В то время, когда мы собрались, чтобы прочитать письмо, полученное мной, мы обставили дело так, что попросту сидели на пикнике, разбросав вокруг пустые бутылки и разложив кости и карты. Трое наших слуг должны были предупредить нас о приходе посторонних.
Разумеется, первым заметил приближение кардинала именно Гримо, и он не мог упустить случая сообщить об этом в своих мемуарах. Он предупредил нас своим возгласом: «Офицер!» За это он получил выговор от Атоса, а когда выяснилось, что это был Ришельё, Атос после ухода кардинала выговорил Гримо за то, что он слишком поздно предупредил нас о приближении посторонних.

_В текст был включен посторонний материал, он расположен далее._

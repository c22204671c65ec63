//! Static cluster metadata: the four behavioral segments and their display text

use serde::{Deserialize, Serialize};
use std::fmt;

/// Number of segments produced by the frozen K-Means model
pub const N_CLUSTERS: usize = 4;

const LABELS: [&str; N_CLUSTERS] = [
    "High-Value Multichannel Power Users (Highly Engaged)",
    "Low-Engagement Premium Spenders",
    "Mid-Value Swipe-Only Traditionalists",
    "High-Value In-Person Spenders",
];

const DESCRIPTIONS: [&str; N_CLUSTERS] = [
    "• Very recent and frequent activity
• Highest total spend but small average transactions
• Heavy chip + online usage, moderate swipe
• Broad merchant variety",
    "• Infrequent activity and longer recency
• Low overall spend but high average transaction value
• Almost no online usage, low merchant diversity
• Low engagement across all channels",
    "• Moderately recent activity
• Mid-level frequency and spend
• Swipe-focused behavior, zero chip use
• Occasional online usage (some users)",
    "• Active recently and frequently
• Strong total spend with moderate transaction sizes
• Heavy chip usage, almost no online
• Broad merchant variety and stable in-person behavior",
];

/// Identifier of one of the four customer segments
#[derive(Debug, Clone, Copy, PartialEq, Eq, Hash, PartialOrd, Ord, Serialize, Deserialize)]
#[serde(try_from = "usize", into = "usize")]
pub enum ClusterId {
    MultichannelPowerUsers,
    PremiumSpenders,
    SwipeTraditionalists,
    InPersonSpenders,
}

impl ClusterId {
    /// All segments in id order
    pub const ALL: [ClusterId; N_CLUSTERS] = [
        ClusterId::MultichannelPowerUsers,
        ClusterId::PremiumSpenders,
        ClusterId::SwipeTraditionalists,
        ClusterId::InPersonSpenders,
    ];

    /// Numeric id (row index into the cluster centers)
    pub fn index(self) -> usize {
        self as usize
    }

    pub fn label(self) -> &'static str {
        LABELS[self.index()]
    }

    pub fn description(self) -> &'static str {
        DESCRIPTIONS[self.index()]
    }
}

impl TryFrom<usize> for ClusterId {
    type Error = UnknownCluster;

    fn try_from(id: usize) -> Result<Self, Self::Error> {
        ClusterId::ALL.get(id).copied().ok_or(UnknownCluster(id))
    }
}

impl From<ClusterId> for usize {
    fn from(id: ClusterId) -> usize {
        id.index()
    }
}

impl fmt::Display for ClusterId {
    fn fmt(&self, f: &mut fmt::Formatter<'_>) -> fmt::Result {
        write!(f, "{}", self.index())
    }
}

/// Cluster id outside the closed range of known segments
#[derive(Debug, Clone, Copy, PartialEq, Eq, thiserror::Error)]
#[error("unknown cluster id {0} (expected 0..=3)")]
pub struct UnknownCluster(pub usize);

Сообщив оба эти факта, Гримо выразил свой протест против противоречивых требований Атоса, при этом постарался сделать это как можно более деликатно, не обвиняя Атоса напрямую в несправедливости, но эта несправедливость барина по отношению к слуге просто выпячивает из этого описания. Бедняга Гримо таким образом запоздало ответил на нанесённую ему обиду. Признаюсь, что Гримо был великолепным слугой, так что он несколько десятков лет не подавал виду, что обиделся, и служил верой и правдой своему хозяину, но всё же не удержался и втиснул шпильку в свой текст в адрес Атоса.
Что ж, подобные шпильки лишь оживляют мемуары.